MARC BOURQUIN 04/05/2024
La démonstration sur les cotisations retraites est vraiment poussive puisque c est bien le taux fictif qui est représentatif du montant nécessaire pour équilibrer le régime de la fonction publique d Etat . Pourquoi faudrait-il le masquer ? Par ailleurs le vrai problème c’est que cette dépense continue bien à augmenter… ce que askzenasy ne dit pas alors que c est un problème nettement plus grave
Joris Bourad 04/05/2024
Si on fait un peu d’histoire, on se rend compte que l’argument réactionnaire de la bourgeoisie libérale « les dépenses publiques augmentent, c’est un problème très dangereux » est aussi vieux que le régime général lui même (1946). Alors que la bourgeoisie la plus radicale, accompagnée de tous ses chiens de garde (dont vous faites partie Marc), prevoit son effondrement depuis sa création, nôtre bon vieux régime général va bientot fêter ces 100 ans pour nôtre plus grand bonheur !!
Campylopus 03/05/2024
Une autre question à laquelle il est sans doute difficile de répondre serait, est-ce que la somme versée par un français en services publics ne correspond pas à une somme plus importante versée dans un autre pays en service privé ? Les salaires étant plus importants dans le privé, les cotisations servant à rémunérer le capital investi et à payer de la pub pour lutter contre la concurrence, le système pourrait finalement ressortir gagnant pour le contribuable français.
MARC BOURQUIN 03/05/2024
Les salaires ne sont pas plus haut dans le privé.
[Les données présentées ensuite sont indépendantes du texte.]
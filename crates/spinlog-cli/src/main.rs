use anyhow::Result;
use clap::Parser;
use spinlog_core::{Credentials, CursorStore, PartitionStore, sync};
use std::path::PathBuf;
use tracing::info;
use tracing_subscriber::EnvFilter;

#[derive(Parser)]
#[command(name = "spinlog")]
#[command(about = "Spotify play-history archiver")]
struct Args {
    /// Directory holding one JSON record per day of plays
    #[arg(short, long, default_value = "data")]
    data_dir: PathBuf,

    /// File tracking the incremental fetch cursor
    #[arg(short, long, default_value = "cursor.json")]
    cursor_file: PathBuf,
}

fn main() -> Result<()> {
    tracing_subscriber::fmt()
        .with_env_filter(EnvFilter::from_default_env().add_directive("spinlog=info".parse()?))
        .init();

    let args = Args::parse();

    // Pick up credentials from a .env file if one is present
    dotenvy::dotenv().ok();
    let credentials = Credentials::from_env()?;

    let partitions = PartitionStore::new(&args.data_dir);
    partitions.ensure_dir()?;
    let cursor_store = CursorStore::new(&args.cursor_file);

    let report = sync::run(&credentials, &cursor_store, &partitions)?;
    if report.fetched > 0 {
        info!(
            "Archived {} plays across {} dates",
            report.appended,
            report.dates.len()
        );
    }

    Ok(())
}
A de rares exceptions près C est un mythe
Joris Bourad 04/05/2024
En moyenne donc, et c’est un fait bien connu, le privé rémunère bien mieux que le public…
Joris Bourad 04/05/2024
Les salaires des employés du public sont un peu plus élevés que dans le privé, c’est vrai. Par contre, les salaires des cadres du privé sont infiniment plus élevés que ceux du public !!
Campylopus 04/05/2024
Oui, bien sûr à statut égal sinon la comparaison n'a aucun intérêt et sans parler des autres avantages qui ont un coût pour le client que serait l'état (véhicule de fonction utilisé en famille le week-end, capitalisation d'entreprise, mutuelle payée par l'employeur, prise en compte des enfants dans le calcul de la retraite...).
LAURENT P. 03/05/2024
Merci Philippe Askenazy. Je croyais que le système de caisse de retraite virtuelle des fonctionnaires nous était imposé par l'UE, mais je découvre que les Allemands ont fait un autre choix. Quand j'explique que dans la FPE on ne cotise pas à la retraite et que les lignes sur la paye sont virtuelles, je perds pratiquement tous mes collègues et certains souhaiteraient que l'on cotise au même taux que dans le privé pour récupérer la différence.